About two miles after the turn of the road the more thickly set habitations ceased, and there were only isolated farm-houses, with long, sloping reaches of woods and pasture-lands between. The pasture-lands were hummocked with ice-coated rocks and hooped with frozen vines; they seemed to flow down in glittering waves, like glaciers, over the hill-sides. The woods stood white and petrified, as woods might have done in a glacial era. There was no sound in them except now and then the crack of a bough under the weight of ice, and slow, painful responses, like the twangs of rusty harp-strings, to the harder gusts of wind. The cold was so intense that the ice did not melt in the noonday sun, and there were no soft droppings and gurglings to modify this rigor of white light and sound. Occasionally a rabbit crossed Madelon’s path, silent as a little gray scudding shadow, and so swiftly that he did not reach one’s consciousness until he was out of sight. There was seldom a winter bird, even, in sight. The ice on the trees and the pastures had locked and sealed their larders. Their little beaks could not pierce it for seeds and grubs, and so they were forced to repair to kitchen doors and barnyards in quest of stray crumbs from the provender of men and cattle.

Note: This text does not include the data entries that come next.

//! Sequential background batches with shared, snapshot-only progress.
//!
//! One batch runs at a time. Items are processed strictly in order on a
//! single blocking task; a failing or panicking item is recorded and the
//! batch moves on. Readers only ever receive clones of [`ProcessingStatus`],
//! either by polling [`BatchOrchestrator::status`] or from the broadcast
//! channel returned by [`BatchOrchestrator::subscribe`].

use std::fs;
use std::panic::{self, AssertUnwindSafe};
use std::path::{Path, PathBuf};
use std::sync::{Arc, Mutex, MutexGuard};

use anyhow::{Context, Result};
use chrono::{DateTime, Utc};
use serde::{Deserialize, Serialize};
use tokio::sync::broadcast;
use tokio::task::JoinHandle;
use tokio_util::sync::CancellationToken;
use tracing::{debug, info, warn};

use crate::codec;
use crate::fetch::Fetcher;
use crate::logging::panic_payload_to_string;
use crate::pipeline::{DimensionSpec, ImageProcessor};
use crate::storage::{expand_home, sanitize_filename, save_image};

const STATUS_CHANNEL_CAPACITY: usize = 64;
const INTERRUPTED_MESSAGE: &str = "batch interrupted";

/// Where an item's encoded bytes come from.
#[derive(Debug, Clone, PartialEq, Eq, Serialize, Deserialize)]
#[serde(tag = "type", rename_all = "camelCase")]
pub enum ImageSource {
    /// Base64, optionally as a `data:` URL.
    Inline { data: String },
    Remote { url: String },
    File { path: PathBuf },
}

#[derive(Debug, Clone, PartialEq, Eq, Serialize, Deserialize)]
#[serde(rename_all = "camelCase")]
pub struct BatchItem {
    pub id: String,
    pub source: ImageSource,
    /// Display name, also the output file stem. Falls back to `id`.
    #[serde(default)]
    pub name: String,
    /// Unparsed [`DimensionSpec`]; parsed per item so a bad spec fails only
    /// that item.
    #[serde(default)]
    pub dimension: String,
}

#[derive(Debug, Clone, Copy, PartialEq, Eq, Serialize, Deserialize)]
#[serde(rename_all = "lowercase")]
pub enum ItemState {
    Pending,
    Processing,
    Done,
    Error,
}

impl ItemState {
    pub fn is_terminal(&self) -> bool {
        matches!(self, Self::Done | Self::Error)
    }
}

#[derive(Debug, Clone, PartialEq, Eq, Serialize, Deserialize)]
#[serde(rename_all = "camelCase")]
pub struct BatchItemStatus {
    pub id: String,
    pub state: ItemState,
    #[serde(skip_serializing_if = "Option::is_none")]
    pub error_message: Option<String>,
    #[serde(skip_serializing_if = "Option::is_none")]
    pub output_path: Option<PathBuf>,
}

impl BatchItemStatus {
    fn pending(id: &str) -> Self {
        Self {
            id: id.to_string(),
            state: ItemState::Pending,
            error_message: None,
            output_path: None,
        }
    }
}

#[derive(Debug, Clone, Default, PartialEq, Eq, Serialize, Deserialize)]
#[serde(rename_all = "camelCase")]
pub struct ProcessingStatus {
    pub is_processing: bool,
    pub total: usize,
    /// Index of the item being (or last) processed; `total` once finished.
    pub current_index: usize,
    pub progress_percent: u8,
    pub items: Vec<BatchItemStatus>,
    pub done: bool,
    pub started_at: Option<DateTime<Utc>>,
    pub finished_at: Option<DateTime<Utc>>,
}

impl ProcessingStatus {
    fn started(items: &[BatchItem]) -> Self {
        Self {
            is_processing: true,
            total: items.len(),
            current_index: 0,
            progress_percent: 0,
            items: items.iter().map(|item| BatchItemStatus::pending(&item.id)).collect(),
            done: false,
            started_at: Some(Utc::now()),
            finished_at: None,
        }
    }

    pub fn completed_count(&self) -> usize {
        self.items.iter().filter(|item| item.state.is_terminal()).count()
    }

    pub fn failed_count(&self) -> usize {
        self.items
            .iter()
            .filter(|item| item.state == ItemState::Error)
            .count()
    }

    fn refresh_progress(&mut self) {
        self.progress_percent = progress_percent(self.completed_count(), self.total);
    }

    fn finish(&mut self) {
        for item in self.items.iter_mut().filter(|item| !item.state.is_terminal()) {
            item.state = ItemState::Error;
            item.error_message = Some(INTERRUPTED_MESSAGE.to_string());
        }
        self.is_processing = false;
        self.done = true;
        self.current_index = self.total;
        self.progress_percent = 100;
        self.finished_at = Some(Utc::now());
    }
}

/// `floor(completed / total * 100)`; an empty batch counts as complete.
pub fn progress_percent(completed: usize, total: usize) -> u8 {
    if total == 0 {
        return 100;
    }
    ((completed.min(total) * 100) / total) as u8
}

struct Inner {
    processor: ImageProcessor,
    fetcher: Arc<dyn Fetcher>,
    status: Mutex<ProcessingStatus>,
    events: broadcast::Sender<ProcessingStatus>,
}

impl Inner {
    fn lock_status(&self) -> MutexGuard<'_, ProcessingStatus> {
        self.status
            .lock()
            .unwrap_or_else(|poisoned| poisoned.into_inner())
    }

    /// Mutates the status and publishes the resulting snapshot while still
    /// holding the lock, so publications follow transition order.
    fn update(&self, mutate: impl FnOnce(&mut ProcessingStatus)) {
        let mut status = self.lock_status();
        mutate(&mut status);
        let _ = self.events.send(status.clone());
    }
}

#[derive(Clone)]
pub struct BatchOrchestrator {
    inner: Arc<Inner>,
}

impl std::fmt::Debug for BatchOrchestrator {
    fn fmt(&self, f: &mut std::fmt::Formatter<'_>) -> std::fmt::Result {
        f.debug_struct("BatchOrchestrator")
            .field("processor", &self.inner.processor)
            .field("is_processing", &self.is_processing())
            .finish()
    }
}

impl BatchOrchestrator {
    pub fn new(processor: ImageProcessor, fetcher: Arc<dyn Fetcher>) -> Self {
        let (events, _) = broadcast::channel(STATUS_CHANNEL_CAPACITY);
        Self {
            inner: Arc::new(Inner {
                processor,
                fetcher,
                status: Mutex::new(ProcessingStatus::default()),
                events,
            }),
        }
    }

    /// Deep copy of the current status.
    pub fn status(&self) -> ProcessingStatus {
        self.inner.lock_status().clone()
    }

    /// Receives a snapshot after every status transition.
    pub fn subscribe(&self) -> broadcast::Receiver<ProcessingStatus> {
        self.inner.events.subscribe()
    }

    pub fn is_processing(&self) -> bool {
        self.inner.lock_status().is_processing
    }

    /// Starts processing `items` in the background, saving outputs into
    /// `destination`. Returns `None` without touching the current status if
    /// a batch is already running or no Tokio runtime is available.
    ///
    /// The handle resolves to the final status.
    pub fn start_batch(
        &self,
        items: Vec<BatchItem>,
        destination: PathBuf,
    ) -> Option<JoinHandle<ProcessingStatus>> {
        let Ok(runtime) = tokio::runtime::Handle::try_current() else {
            warn!("start_batch called outside a Tokio runtime");
            return None;
        };

        {
            let mut status = self.inner.lock_status();
            if status.is_processing {
                warn!(
                    total = status.total,
                    current_index = status.current_index,
                    "Batch already in progress; ignoring new batch"
                );
                return None;
            }
            *status = ProcessingStatus::started(&items);
            let _ = self.inner.events.send(status.clone());
        }

        info!(
            total = items.len(),
            destination = %destination.display(),
            "Batch started"
        );

        let inner = Arc::clone(&self.inner);
        Some(runtime.spawn_blocking(move || run_batch(&inner, &items, &destination)))
    }
}

/// Runs on drop, so a panic escaping the item loop still leaves a terminal
/// status behind.
struct BatchFinalizer<'a> {
    inner: &'a Inner,
}

impl Drop for BatchFinalizer<'_> {
    fn drop(&mut self) {
        self.inner.update(ProcessingStatus::finish);
    }
}

fn run_batch(inner: &Inner, items: &[BatchItem], destination: &Path) -> ProcessingStatus {
    {
        let _finalizer = BatchFinalizer { inner };
        let total = items.len();

        for (index, item) in items.iter().enumerate() {
            inner.update(|status| {
                status.current_index = index;
                status.items[index].state = ItemState::Processing;
            });
            debug!(id = %item.id, index, total, "Processing batch item");

            let outcome = panic::catch_unwind(AssertUnwindSafe(|| {
                process_item(&inner.processor, inner.fetcher.as_ref(), item, index, destination)
            }));

            let result = match outcome {
                Ok(result) => result.map_err(|err| format!("{err:#}")),
                Err(payload) => Err(format!(
                    "panic while processing item: {}",
                    panic_payload_to_string(payload.as_ref())
                )),
            };

            match &result {
                Ok(path) => info!(id = %item.id, index, total, path = %path.display(), "Batch item done"),
                Err(message) => warn!(id = %item.id, index, total, error = %message, "Batch item failed"),
            }

            inner.update(|status| {
                let entry = &mut status.items[index];
                match result {
                    Ok(path) => {
                        entry.state = ItemState::Done;
                        entry.output_path = Some(path);
                    }
                    Err(message) => {
                        entry.state = ItemState::Error;
                        entry.error_message = Some(message);
                    }
                }
                status.refresh_progress();
            });
        }
    }

    let status = inner.lock_status().clone();
    info!(
        total = status.total,
        failed = status.failed_count(),
        "Batch finished"
    );
    status
}

fn process_item(
    processor: &ImageProcessor,
    fetcher: &dyn Fetcher,
    item: &BatchItem,
    index: usize,
    destination: &Path,
) -> Result<PathBuf> {
    let bytes = match &item.source {
        ImageSource::Inline { data } => codec::decode_base64(data)?,
        ImageSource::Remote { url } => fetcher.download(url)?,
        ImageSource::File { path } => {
            let path = expand_home(path);
            fs::read(&path).with_context(|| format!("failed to read {}", path.display()))?
        }
    };

    let spec = DimensionSpec::parse(&item.dimension)?;
    // Batches are not cancellable mid-run; the token never fires.
    let processed = processor.process_bytes(&bytes, &spec, &CancellationToken::new())?;

    let filename = output_filename(item, index, processed.format.extension());
    save_image(&processed.bytes, destination, &filename)
}

/// Sanitised `name` (else `id`, else `image-<n>`) with `ext` replacing any
/// extension the name carried.
fn output_filename(item: &BatchItem, index: usize, ext: &str) -> String {
    [item.name.as_str(), item.id.as_str()]
        .into_iter()
        .filter(|candidate| !candidate.trim().is_empty())
        .find_map(|candidate| sanitize_filename(candidate, "").ok())
        .map(|clean| {
            Path::new(&clean)
                .with_extension(ext)
                .to_string_lossy()
                .into_owned()
        })
        .unwrap_or_else(|| format!("image-{}.{ext}", index + 1))
}
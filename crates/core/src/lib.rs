//! Core crate for sweetdesk: resolution planning, tiled super-resolution,
//! exact-dimension fitting and sequential batches.

pub mod batch;
pub mod codec;
pub mod config;
pub mod error;
pub mod fetch;
pub mod fitter;
pub mod inference;
pub mod logging;
pub mod model_registry;
pub mod pipeline;
pub mod planner;
pub mod resample;
pub mod runtime;
pub mod storage;
pub mod types;

pub use error::{PipelineError, PipelineResult};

The rabbits, and an ox-team drawing a sled laden with cedar logs, slipping with shrill, long squeaks over the white road, driven by a man with a red face in an ambush of frozen beard, were all the living things she met for the first four miles. The man clambered stiffly down from his sled just before he met her, and began walking, stamping, rubbing his ears, and swinging his arms violently the while. He stared hard at Madelon, and gave a sort of grunt as he passed. It was an instinctive note of comradeship with another in a situation hard for their common humanity. The man, toiling painfully along that hard road, on that bitter day, with hands and feet half frost-bitten, and face smarting as if with fire, his aching lungs straining with the icy air, felt that he and the woman struggling over the same road had common cause for wrath against this stress of nature, and so made that half-surly, half-sympathetic grunt as he passed her. But she did not respond. She did not even glance at him as she went along. Her face glowed all over, red as a rose with the freezing wind; she wrapped her cloak instinctively tight around her, and walked a little stiffly, as if her feet might be somewhat numb; but there was in her fixed dark eyes no recognition of anything but some end she had in view beyond his ken.
The man stopped and looked seriously after her, and past her down the road. “Wonder what she’s up to!” he muttered. Then he struggled on after his oxen, who plodded along with goat’s-beards of their frozen breath hanging from their jaws.
Two miles farther on there was a sudden loud blast of a horn, and following upon it a great jangle of bells and the tramp of hoofs, and Madelon knew the Ware and Kingston stage was coming. Presently the top of the coach and the leaders’ heads appeared above the rise of the road, and Madelon stood well aside to meet it, pressing in among the crackling icy bushes.